**Problem description**
Using the listing below, retype exactly the lines starting at the one with "pub tag: [u8;" and ending at the one with "let data = read_sector(source, sector)?;", and include both.

**Records to use**
+ + + + +

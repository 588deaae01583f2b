//! Volume descriptors (ECMA-119 §8).
//!
//! Only the little-endian half of both-byte-order fields is decoded.

use std::io::{Read, Seek, SeekFrom};

use snafu::{OptionExt, ResultExt, ensure};
use tracing::debug;

use crate::iso9660::directory::DirectoryRecord;
use crate::iso9660::error::{
    NotPrimarySnafu, ReadSnafu, SectorOutOfRangeSnafu, UnknownTagSnafu,
    UnterminatedDescriptorSetSnafu, VolumeError,
};

pub const SECTOR_SIZE: usize = 2048;

/// Sectors 0 to 15 of a session are the System Area.
pub const SYSTEM_AREA_SECTORS: u64 = 16;

/// Descriptor tags of the ISO9660 and UDF volume recognition sequences.
pub const RECOGNIZED_TAGS: [&[u8; 5]; 7] = [
    b"CD001", b"BEA01", b"BOOT2", b"CDW02", b"NSR02", b"NSR03", b"TEA01",
];

const ISO9660_TAG: &[u8; 5] = b"CD001";
const MAX_DESCRIPTORS: u64 = 64;

const TYPE_PRIMARY: u8 = 1;
const TYPE_SUPPLEMENTARY: u8 = 2;
const TYPE_TERMINATOR: u8 = 255;

const VOLUME_ID: std::ops::Range<usize> = 40..72;
const VOLUME_SPACE_SIZE: usize = 80;
const ESCAPE_SEQUENCES: std::ops::Range<usize> = 88..120;
const ROOT_RECORD: std::ops::Range<usize> = 156..190;

/// UCS-2 levels 1 to 3.
const JOLIET_ESCAPES: [&[u8; 3]; 3] = [b"%/@", b"%/C", b"%/E"];

pub type Sector = Box<[u8; SECTOR_SIZE]>;

pub fn read_sector<R: Read + Seek>(source: &mut R, sector: u64) -> Result<Sector, VolumeError> {
    let offset = sector
        .checked_mul(SECTOR_SIZE as u64)
        .context(SectorOutOfRangeSnafu { sector })?;
    let mut buffer = Box::new([0u8; SECTOR_SIZE]);
    source
        .seek(SeekFrom::Start(offset))
        .and_then(|_| source.read_exact(buffer.as_mut_slice()))
        .context(ReadSnafu { sector })?;
    Ok(buffer)
}

pub(super) fn le_u32(bytes: &[u8], offset: usize) -> u32 {
    let mut word = [0u8; 4];
    word.copy_from_slice(&bytes[offset..offset + 4]);
    u32::from_le_bytes(word)
}

/// One descriptor of the volume descriptor set.
pub struct VolumeDescriptor {
    pub sector: u64,
    pub kind: u8,
    pub tag: [u8; 5],
    data: Sector,
}

impl VolumeDescriptor {
    fn is_iso9660(&self) -> bool {
        &self.tag == ISO9660_TAG
    }
}

/// Reads the descriptor at `sector` and checks its tag.
pub fn read_volume_descriptor<R: Read + Seek>(
    source: &mut R,
    sector: u64,
) -> Result<VolumeDescriptor, VolumeError> {
    let data = read_sector(source, sector)?;
    let mut tag = [0u8; 5];
    tag.copy_from_slice(&data[1..6]);
    ensure!(
        RECOGNIZED_TAGS.contains(&&tag),
        UnknownTagSnafu {
            sector,
            tag: String::from_utf8_lossy(&tag).into_owned(),
        }
    );
    Ok(VolumeDescriptor {
        sector,
        kind: data[0],
        tag,
        data,
    })
}

#[derive(Debug, Clone, PartialEq, Eq)]
pub struct PrimaryDescriptor {
    label: String,
    size: u32,
    pub(super) root: DirectoryRecord,
}

impl PrimaryDescriptor {
    fn parse(descriptor: &VolumeDescriptor) -> Result<Self, VolumeError> {
        let data = descriptor.data.as_slice();
        let label = String::from_utf8_lossy(&data[VOLUME_ID])
            .trim_end_matches([' ', '\0'])
            .to_string();
        let root = DirectoryRecord::parse(&data[ROOT_RECORD], descriptor.sector, ROOT_RECORD.start)?;
        Ok(Self {
            label,
            size: le_u32(data, VOLUME_SPACE_SIZE),
            root,
        })
    }

    pub fn label(&self) -> &str {
        &self.label
    }

    /// Volume space size in sectors.
    pub fn size(&self) -> u32 {
        self.size
    }
}

/// Sector of the first descriptor, leaving room for the whole descriptor set.
fn first_descriptor(session_start: u64) -> Result<u64, VolumeError> {
    session_start
        .checked_add(SYSTEM_AREA_SECTORS + MAX_DESCRIPTORS)
        .context(SectorOutOfRangeSnafu {
            sector: session_start,
        })?;
    Ok(session_start + SYSTEM_AREA_SECTORS)
}

/// Reads the first descriptor of the session starting at `session_start`,
/// which must be the ISO9660 primary descriptor.
pub fn read_primary_volume_descriptor<R: Read + Seek>(
    source: &mut R,
    session_start: u64,
) -> Result<PrimaryDescriptor, VolumeError> {
    let sector = first_descriptor(session_start)?;
    let descriptor = read_volume_descriptor(source, sector)?;
    ensure!(
        descriptor.is_iso9660() && descriptor.kind == TYPE_PRIMARY,
        NotPrimarySnafu { sector }
    );
    PrimaryDescriptor::parse(&descriptor)
}

/// Root of the Joliet hierarchy, found in a supplementary descriptor
/// announcing UCS-2.
pub fn find_joliet_root<R: Read + Seek>(
    source: &mut R,
    session_start: u64,
) -> Result<Option<DirectoryRecord>, VolumeError> {
    let first = first_descriptor(session_start)?;
    for sector in first..first + MAX_DESCRIPTORS {
        let descriptor = read_volume_descriptor(source, sector)?;
        if !descriptor.is_iso9660() {
            continue;
        }
        match descriptor.kind {
            TYPE_TERMINATOR => return Ok(None),
            TYPE_SUPPLEMENTARY => {
                let escapes = &descriptor.data[ESCAPE_SEQUENCES];
                if JOLIET_ESCAPES
                    .iter()
                    .any(|escape| escapes.windows(3).any(|window| window == escape.as_slice()))
                {
                    debug!("Found Joliet descriptor at sector {}", sector);
                    let root = DirectoryRecord::parse(
                        &descriptor.data[ROOT_RECORD],
                        sector,
                        ROOT_RECORD.start,
                    )?;
                    return Ok(Some(root));
                }
            }
            _ => {}
        }
    }
    UnterminatedDescriptorSetSnafu {
        limit: MAX_DESCRIPTORS,
    }
    .fail()
}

+ + + + +

**Finished task**
    pub tag: [u8; 5],
    data: Sector,
}

impl VolumeDescriptor {
    fn is_iso9660(&self) -> bool {
        &self.tag == ISO9660_TAG
    }
}

/// Reads the descriptor at `sector` and checks its tag.
pub fn read_volume_descriptor<R: Read + Seek>(
    source: &mut R,
    sector: u64,
) -> Result<VolumeDescriptor, VolumeError> {
    let data = read_sector(source, sector)?;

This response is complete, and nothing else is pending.